Che effetto le fa vedere il suo lavoro sugli scaffali delle librerie?
Un effetto chetaminico. Le giuro, dottoressa, che però non ho mai provato la chetamina, non sopporto perdere il controllo quindi ho il terrore delle droghe!
Si ritiene, raggiunto questo traguardo, una scrittrice?
Ne parlavo un po' di tempo fa con l'amico Giancarlo Narciso e, dal momento che lui è molto bravo a sviscerare le questioni, gli chiedevo: "Jack, cosa rende uno scrittore tale?" Lui parlava di dedizione, di tempo dedicato alla scrittura, unito a una certa qualità della stessa. Non siamo arrivati a una definizione conclusiva (è normale, poi, il bello dei nostri dibattiti è che io e lui non siamo quasi mai d'accordo!), io penso che in un autore con la A maiuscola si possano ritrovare alcuni punti fermi: la scrittura come punto centrale della sua esistenza, una certa qualità e peculiarità della scrittura e una produzione non irrilevante. Proprio per un discorso quantitativo, per il momento, io non mi sento di definirmi una scrittrice, ma preferisco utilizzare l'espressione "una che scrive".

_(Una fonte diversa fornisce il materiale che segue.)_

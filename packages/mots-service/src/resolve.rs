use uuid::Uuid;

use crate::{Result, Viewer, WordService};
use mots_domain::{Author, Language, PublicWord, VisibilityFlags, Word, WordType, visibility};
use mots_storage::{
	models::{PublicWordRow, WordRow},
	queries::{self, WordFilter},
};

/// The two halves of a visibility resolution: the viewer's own rows and the
/// deduplicated public rows the viewer is entitled to see.
pub(crate) struct ResolvedSets {
	pub(crate) own: Vec<Word>,
	pub(crate) public: Vec<PublicWord>,
}

impl WordService {
	/// Resolves the entries `viewer` may see under `filter`.
	///
	/// The viewer-side opt-in is a policy decision made once per call, not a
	/// per-row predicate: an opted-out viewer skips the public fetch
	/// entirely. Anonymous viewers have no opt-in flag, so only the
	/// owner-side publish flag (applied by the candidate query) gates them.
	pub(crate) async fn resolve_visible(
		&self,
		viewer: Viewer,
		filter: &WordFilter,
	) -> Result<ResolvedSets> {
		let own: Vec<Word> = match viewer {
			Viewer::User(user_id) => queries::find_words_by_owner(&self.db, user_id, filter)
				.await?
				.into_iter()
				.filter_map(word_from_row)
				.collect(),
			Viewer::Anonymous => Vec::new(),
		};

		if let Viewer::User(user_id) = viewer {
			let flags = self.visibility_flags(user_id).await?;

			if !visibility::public_visible_to(Some(&flags)) {
				return Ok(ResolvedSets { own, public: Vec::new() });
			}
		}

		let candidates =
			queries::find_public_candidates(&self.db, viewer.user_id(), filter).await?;
		let public = visibility::dedup_public(
			candidates.into_iter().filter_map(public_from_row).collect(),
		);

		tracing::debug!(own = own.len(), public = public.len(), "Visibility resolved.");

		Ok(ResolvedSets { own, public })
	}

	pub(crate) async fn visibility_flags(&self, user_id: Uuid) -> Result<VisibilityFlags> {
		let row = queries::get_or_create_visibility(&self.db, user_id).await?;

		Ok(VisibilityFlags {
			is_public_words: row.is_public_words,
			show_others_words: row.show_others_words,
		})
	}
}

// Rows carrying an unknown language or type label are skipped rather than
// failing the whole read; the write paths only ever store known labels.
pub(crate) fn word_from_row(row: WordRow) -> Option<Word> {
	Some(Word {
		uuid: row.uuid,
		owner_id: row.owner_id,
		source_language: Language::parse(&row.source_language)?,
		target_language: Language::parse(&row.target_language)?,
		word_type: WordType::parse(&row.word_type)?,
		source_word: row.source_word,
		translation_word: row.translation_word,
		normalized_word: row.normalized_word,
		created_at: row.created_at,
	})
}

pub(crate) fn public_from_row(row: PublicWordRow) -> Option<PublicWord> {
	Some(PublicWord {
		word: Word {
			uuid: row.uuid,
			owner_id: row.owner_id,
			source_language: Language::parse(&row.source_language)?,
			target_language: Language::parse(&row.target_language)?,
			word_type: WordType::parse(&row.word_type)?,
			source_word: row.source_word,
			translation_word: row.translation_word,
			normalized_word: row.normalized_word,
			created_at: row.created_at,
		},
		author: Author {
			id: row.owner_id,
			display_name: row.owner_display_name,
			avatar: row.owner_avatar,
		},
	})
}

Se potesse tornare indietro, cambierebbe qualcosa nel suo romanzo?
Cambierei forse qualche dettaglio, ma non son sicura. Di certo ascolterei con interesse i consigli che mi ha promesso una bravissima scrittrice, che si è già espressa molto positivamente sul romanzo.
Facendo, invece, un balzo in avanti, che cosa vede?
Non mi piace guardare il futuro. E la prego, dottoressa, non cerchi in questo motivazioni psicanalitiche. Il fatto è che questo presente è così bello e intenso che vorrei restarci per sempre...
Bene siamo ormai alla fine della nostra seduta, le sottopongo un ultimo test. Le mostrerò ora alcune immagini, deve dirmi d'istinto cosa le viene in mente. Foto numero 1
Fobia, follia, fallacia. Dottoressa, ha notato che tutte le parole cominciano con la lettera F??
Foto numero 2
Grande casa sulla collina, Bernardi, Paolacci, babelini, walkie talkie
Foto numero 3
Libri, scrittori, interviste, amici, confusione, profumo di carta, profumo di buono
Foto numero 4
Anche qui profumo di buono. Poi vedo torri di libri, mondo di carta, immaginazione pura. Oddio, dottoressa, scorgo in bellavista il libro di una soubrette: orrore!!!
Bene abbiamo finito. Marilù lei è stata una paziente esemplare, le faremo avere al più presto i risultati del test a cui si è sottoposta.
Grazie, dottoressa. Ma nel caso riscontrasse qualche patologia grave, la prego, non me lo comunichi: sono insofferente alle terapie!